The letter to Biden comes days after Senate Majority Leader Chuck Schumer, the country’s highest-ranking Jewish elected leader and longtime advocate for Israel, sent shock waves with a speech criticizing Netanyahu’s conduct of the Gaza war and urging new Israeli elections.

Nineteen Democratic senators led by Tom Carper, a longtime ally of Biden from his home state of Delaware, in the letter said that the Middle East crisis had “reached an inflection point” that required US leadership beyond past “facilitation” of Israeli-Palestinian talks.

“As such, we request the Biden administration promptly establish a bold, public framework outlining the steps necessary” to establish a Palestinian state over both the West Bank and Gaza Strip, the senators wrote.

The senators said an independent Palestinian state would be “non-militarized” — a terminology embraced by former president Bill Clinton in his peace push two decades ago — and would both recognize Israel and renounce Hamas, whose bloody October 7 attack in Israel triggered the massive military operation.

The senators called for a “regional peace initiative” that would integrate Israel — an allusion to ongoing attempts to persuade Saudi Arabia to offer normalization with Israel, the focus of the latest visit to the kingdom by Secretary of State Antony Blinken.

Biden and Blinken have repeatedly voiced support for a two-state solution but did little to advance it before the war, aware that Netanyahu and his hard-right government are firmly against the idea.

The senators said they have been “particularly disappointed” by Netanyahu’s “refusal to engage on a path to a Palestinian state.”

“The diplomatic steps that you and your administration have taken have been of utmost importance, and we urge you to do even more,” the senators wrote to Biden.
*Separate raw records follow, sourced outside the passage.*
//! Configuration for the pump deck: pin maps, PWM rate, actuator
//! calibration, and the web front end.
//!
//! All configuration is immutable after startup. Structs provide `Default`
//! impls matching the reference wiring and chained `with_*` builders for
//! customization.
//!
//! # Example
//!
//! ```rust
//! use pumpdeck::config::{ActuatorConfig, DeckConfig, WebConfig};
//!
//! // Use defaults
//! let config = DeckConfig::default();
//!
//! // Or customize
//! let config = DeckConfig::default()
//!     .with_pwm_hz(1000)
//!     .with_actuator(ActuatorConfig::default().with_stroke_ms(9_500))
//!     .with_web(WebConfig::default().with_port(3000));
//! ```

use crate::motors::Channel;

/// Default PWM carrier frequency for the pump outputs, in hertz.
pub const DEFAULT_PWM_HZ: u32 = 2000;

// ============================================================================
// Motor Pins
// ============================================================================

/// Pin assignment for one pump channel.
///
/// Each pump is driven through an H-bridge with two direction inputs and one
/// PWM input. The `invert` flag reverses the logical sign of direction
/// without changing the command's percentage semantics (for pumps plumbed
/// backwards).
#[derive(Clone, Copy, Debug, PartialEq, Eq)]
#[cfg_attr(feature = "serde", derive(serde::Serialize, serde::Deserialize))]
pub struct MotorPins {
    /// Direction input A (BCM pin number).
    pub dir_a: u8,
    /// Direction input B (BCM pin number).
    pub dir_b: u8,
    /// PWM input (BCM pin number).
    pub pwm: u8,
    /// Reverse the logical direction of this channel.
    pub invert: bool,
}

impl MotorPins {
    /// Create a pin assignment with `invert` off.
    pub const fn new(dir_a: u8, dir_b: u8, pwm: u8) -> Self {
        Self {
            dir_a,
            dir_b,
            pwm,
            invert: false,
        }
    }

    /// Set the invert flag.
    pub const fn with_invert(mut self, invert: bool) -> Self {
        self.invert = invert;
        self
    }
}

// ============================================================================
// Actuator Config
// ============================================================================

/// Pin assignment and calibration for the linear actuator.
///
/// The actuator has no position sensor; position is estimated from elapsed
/// drive time against `stroke_ms`, the calibrated full-stroke duration.
/// Homing drives retract for `stroke_ms + homing_margin_ms`, guaranteeing
/// travel past the retract-limit switch from any starting position.
#[derive(Clone, Copy, Debug, PartialEq, Eq)]
#[cfg_attr(feature = "serde", derive(serde::Serialize, serde::Deserialize))]
pub struct ActuatorConfig {
    /// Direction input A (BCM pin number).
    pub dir_a: u8,
    /// Direction input B (BCM pin number).
    pub dir_b: u8,
    /// Enable line (BCM pin number). No PWM; the actuator runs full speed.
    pub enable: u8,
    /// Reverse the extend/retract pin mapping.
    pub invert: bool,
    /// Calibrated full-stroke travel time in milliseconds.
    pub stroke_ms: u64,
    /// Extra homing drive time beyond a full stroke, in milliseconds.
    pub homing_margin_ms: u64,
}

impl Default for ActuatorConfig {
    fn default() -> Self {
        Self {
            dir_a: 17,
            dir_b: 27,
            enable: 22,
            invert: false,
            stroke_ms: 12_000,
            homing_margin_ms: 1_500,
        }
    }
}

impl ActuatorConfig {
    /// Set the direction and enable pins.
    pub const fn with_pins(mut self, dir_a: u8, dir_b: u8, enable: u8) -> Self {
        self.dir_a = dir_a;
        self.dir_b = dir_b;
        self.enable = enable;
        self
    }

    /// Set the invert flag.
    pub const fn with_invert(mut self, invert: bool) -> Self {
        self.invert = invert;
        self
    }

    /// Set the calibrated full-stroke duration.
    pub const fn with_stroke_ms(mut self, ms: u64) -> Self {
        self.stroke_ms = ms;
        self
    }

    /// Set the homing margin.
    pub const fn with_homing_margin_ms(mut self, ms: u64) -> Self {
        self.homing_margin_ms = ms;
        self
    }

    /// Total homing drive duration: full stroke plus margin.
    pub const fn homing_ms(&self) -> u64 {
        self.stroke_ms + self.homing_margin_ms
    }
}

// ============================================================================
// Web Config
// ============================================================================

/// Web server configuration.
#[derive(Clone, Debug)]
#[cfg_attr(feature = "serde", derive(serde::Serialize, serde::Deserialize))]
pub struct WebConfig {
    /// Port to listen on.
    pub port: u16,
    /// Whether to enable CORS for all origins.
    pub cors_permissive: bool,
}

impl Default for WebConfig {
    fn default() -> Self {
        Self {
            port: 8080,
            cors_permissive: true,
        }
    }
}

impl WebConfig {
    /// Set the port.
    pub const fn with_port(mut self, port: u16) -> Self {
        self.port = port;
        self
    }

    /// Set CORS mode.
    pub const fn with_cors(mut self, permissive: bool) -> Self {
        self.cors_permissive = permissive;
        self
    }
}

// ============================================================================
// Deck Config
// ============================================================================

/// Complete deck configuration.
///
/// The default motor pin map matches the reference wiring:
///
/// | Channel | dir A | dir B | PWM |
/// |---------|-------|-------|-----|
/// | FL      | 5     | 6     | 12  |
/// | FR      | 13    | 19    | 18  |
/// | RL      | 16    | 20    | 21  |
/// | RR      | 23    | 24    | 25  |
#[derive(Clone, Debug)]
#[cfg_attr(feature = "serde", derive(serde::Serialize, serde::Deserialize))]
pub struct DeckConfig {
    /// PWM carrier frequency for the pump outputs.
    pub pwm_hz: u32,
    /// Per-channel pin assignments, indexed by [`Channel`] order.
    pub motors: [MotorPins; Channel::COUNT],
    /// Linear actuator, if this deck has one.
    pub actuator: Option<ActuatorConfig>,
    /// Web server settings.
    pub web: WebConfig,
}

impl Default for DeckConfig {
    fn default() -> Self {
        Self {
            pwm_hz: DEFAULT_PWM_HZ,
            motors: [
                MotorPins::new(5, 6, 12),   // FL
                MotorPins::new(13, 19, 18), // FR
                MotorPins::new(16, 20, 21), // RL
                MotorPins::new(23, 24, 25), // RR
            ],
            actuator: Some(ActuatorConfig::default()),
            web: WebConfig::default(),
        }
    }
}

impl DeckConfig {
    /// Set the PWM carrier frequency.
    pub fn with_pwm_hz(mut self, hz: u32) -> Self {
        self.pwm_hz = hz;
        self
    }

    /// Set the pin assignment for one channel.
    pub fn with_motor(mut self, channel: Channel, pins: MotorPins) -> Self {
        self.motors[channel.index()] = pins;
        self
    }

    /// Set the actuator configuration.
    pub fn with_actuator(mut self, actuator: ActuatorConfig) -> Self {
        self.actuator = Some(actuator);
        self
    }

    /// Configure a deck with no actuator (pumps only).
    pub fn without_actuator(mut self) -> Self {
        self.actuator = None;
        self
    }

    /// Set the web server configuration.
    pub fn with_web(mut self, web: WebConfig) -> Self {
        self.web = web;
        self
    }

    /// Pin assignment for one channel.
    pub fn motor(&self, channel: Channel) -> &MotorPins {
        &self.motors[channel.index()]
    }
}

// ============================================================================
// Tests
// ============================================================================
Other senators signing the letter included Dick Durbin, the Democrats’ number two, and Chris Coons, the other senator from Delaware and a Biden confidant.

Schumer’s name was not on the letter but he also voiced support for a two-state solution in his speech.

Netanyahu, Israel’s longest-serving prime minister, has built close relations with the rival Republican Party, whose presumptive nominee to challenge Biden in November, Donald Trump, staunchly backed Israeli positions during his time as president.

Speaker Mike Johnson, the top elected US Republican, said he spoke with Netanyahu at length by telephone on Wednesday and expressed “strong disagreement” with Schumer’s speech.

“We think it is not only foolhardy, it’s dangerous for him to be trying to suggest how Israel should run its domestic affairs in the midst of their conflict,” Johnson told reporters afterward.

Netanyahu in a CNN interview on Sunday called Schumer’s speech “totally inappropriate,” saying Israel was not a “banana republic.”

Militants killed around 1,160 people, mostly civilians, on October 7 in the deadliest attack ever inside Israel, according to Israeli official figures.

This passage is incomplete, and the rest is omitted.